Features
This page describes some of the more important features and performance improvements that are part of OpenZFS.
Help would be appreciated in porting features between platforms whose status is "not yet".
Feature Flags
See the Feature Flags wiki page.
libzfs_core
See this blog post (Jan 2012) and associated slides and video for more details.
First introduced in:
illumos | June 2012 |
FreeBSD | March 2013 |
ZFS on Linux | August 2013 |
OpenZFS on OS X | October 2013 |
CLI Usability
These are improvements to the command line interface. While the end result is a generally more friendly user interface, getting the desired behavior often required modifications to the core of ZFS.
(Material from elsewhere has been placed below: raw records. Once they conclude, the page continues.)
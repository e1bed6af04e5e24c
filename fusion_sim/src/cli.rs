// fusion_sim/src/cli.rs

use clap::Parser;
use std::path::PathBuf;

/// Runs the CTRV unscented Kalman filter over synthetic or recorded
/// lidar/radar measurements and reports its accuracy and consistency.
#[derive(Parser, Debug, Clone)]
#[command(author, version, about, long_about = None)]
pub struct Cli {
    /// The scenario TOML file to run, or a directory of them.
    #[arg(short, long, default_value = "assets/scenarios/00_synthetic_turn.toml")]
    pub scenario: PathBuf,

    /// Replay this measurement log instead of the scenario's own source.
    #[arg(short, long)]
    pub input: Option<PathBuf>,

    /// Override the seed of a synthetic scenario.
    #[arg(long)]
    pub seed: Option<u64>,

    /// Write the run report(s) as TOML to this file.
    #[arg(short, long)]
    pub report: Option<PathBuf>,

    /// Enable DEBUG level logging.
    #[arg(short, long, default_value_t = false)]
    pub verbose: bool,
}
Listed in chronological order (oldest first).
Pool Comment
OpenZFS has a per-pool comment property which can be set with the zpool set command and can be read even if the pool is not imported, so it is accessible even if pool import fails.
illumos | Nov 2011 |
FreeBSD | Nov 2011 |
ZFS on Linux | Aug 2012 |
OpenZFS on OS X | Aug 2012 |
Size Estimates for zfs send and zfs destroy
This feature enhances OpenZFS's internal space accounting information. This new accounting information is used to provide a -n (dry-run) option for zfs send which can instantly calculate the amount of send stream data a specific zfs send command would generate. It is also used for a -n option for zfs destroy which can instantly calculate the amount of space that would be reclaimed by a specific zfs destroy command.
illumos | Nov 2011 |
FreeBSD | Nov 2011 |
ZFS on Linux | Jul 2012 |
OpenZFS on OS X | Jul 2012 |
vdev Information in zpool list
OpenZFS adds a -v option to the zpool list command which shows detailed sizing information about the vdevs in the pool:
$ zpool list -v NAME SIZE ALLOC FREE EXPANDSZ CAP DEDUP HEALTH ALTROOT dcenter 5.24T 3.85T 1.39T - 73% 1.00x ONLINE - mirror 556G 469G 86.7G - c2t1d0 - - - - c2t0d0 - - - - mirror 556G 493G 63.0G - c2t3d0 - - - - c2t2d0 - - - - mirror 556G 493G 62.7G - c2t5d0 - - - - c2t4d0 - - - - mirror 556G 494G 62.5G - c2t8d0 - - - - c2t6d0 - - - - mirror 556G 494G 62.2G - c2t10d0 - - - - c2t9d0 - - - - mirror 556G 494G 61.9G - c2t12d0 - - - - c2t11d0 - - - - mirror 1016G 507G 509G - c1t1d0 - - - - c1t5d0 - - - - mirror 1016G 496G 520G - c1t3d0 - - - - c1t4d0 - - - -
illumos | Jan 2012 |
FreeBSD | May 2012 |
ZFS on Linux | Sept 2012 |
OpenZFS on OS X | Sept 2012 |
ZFS list snapshot property alias
Functionally identical to Solaris 11 extension zfs list -t snap
.
illumos | not yet |
FreeBSD | Oct 2013 |
ZFS on Linux | Apr 2012 |
OpenZFS on OS X | Apr 2012 |
ZFS snapshot alias
Functionally identical to Solaris 11 extension zfs snap
.
illumos | not yet |
FreeBSD | Oct 2013 |
ZFS on Linux | Apr 2012 |
OpenZFS on OS X | Apr 2012 |
zfs send Progress Reporting
OpenZFS introduces a -v option to zfs send which reports per-second information on how much data has been sent, how long it has taken, and how much data remains to be sent.
illumos | May 2012 |
FreeBSD | May 2012 |
ZFS on Linux | Sept 2012 |
OpenZFS on OS X | Sept 2012 |
Arbitrary Snapshot Arguments to zfs snapshot
illumos | June 2012 |
FreeBSD | March 2013 |
ZFS on Linux | August 2013 |
OpenZFS on OS X | September 2013 |
Native data and metadata encryption for zfs
Provides the ability to encrypt, decrypt, and authenticate protected datasets. This feature also adds the ability to do raw, encrypted sends and receives. The idea here is to send raw encrypted and compressed data and receive it exactly as is on a backup system. This means that the dataset on the receiving system is protected using the same user key that is in use on the sending side. By doing so, datasets can be efficiently backed up to an untrusted system without fear of data being compromised.
illumos | Jun 2019 |
FreeBSD | OpenZFS v2 |
ZFS on Linux | Aug 2017 |
OpenZFS on OS X | Aug 2017 |
ZFS Channel Programs
The ZFS channel program interface allows ZFS administrative operations to be run programmatically as a Lua script. The entire script is executed atomically, with no other administrative operations taking effect concurrently. A library of ZFS calls is made available to channel program scripts. Channel programs may only be run with root privileges.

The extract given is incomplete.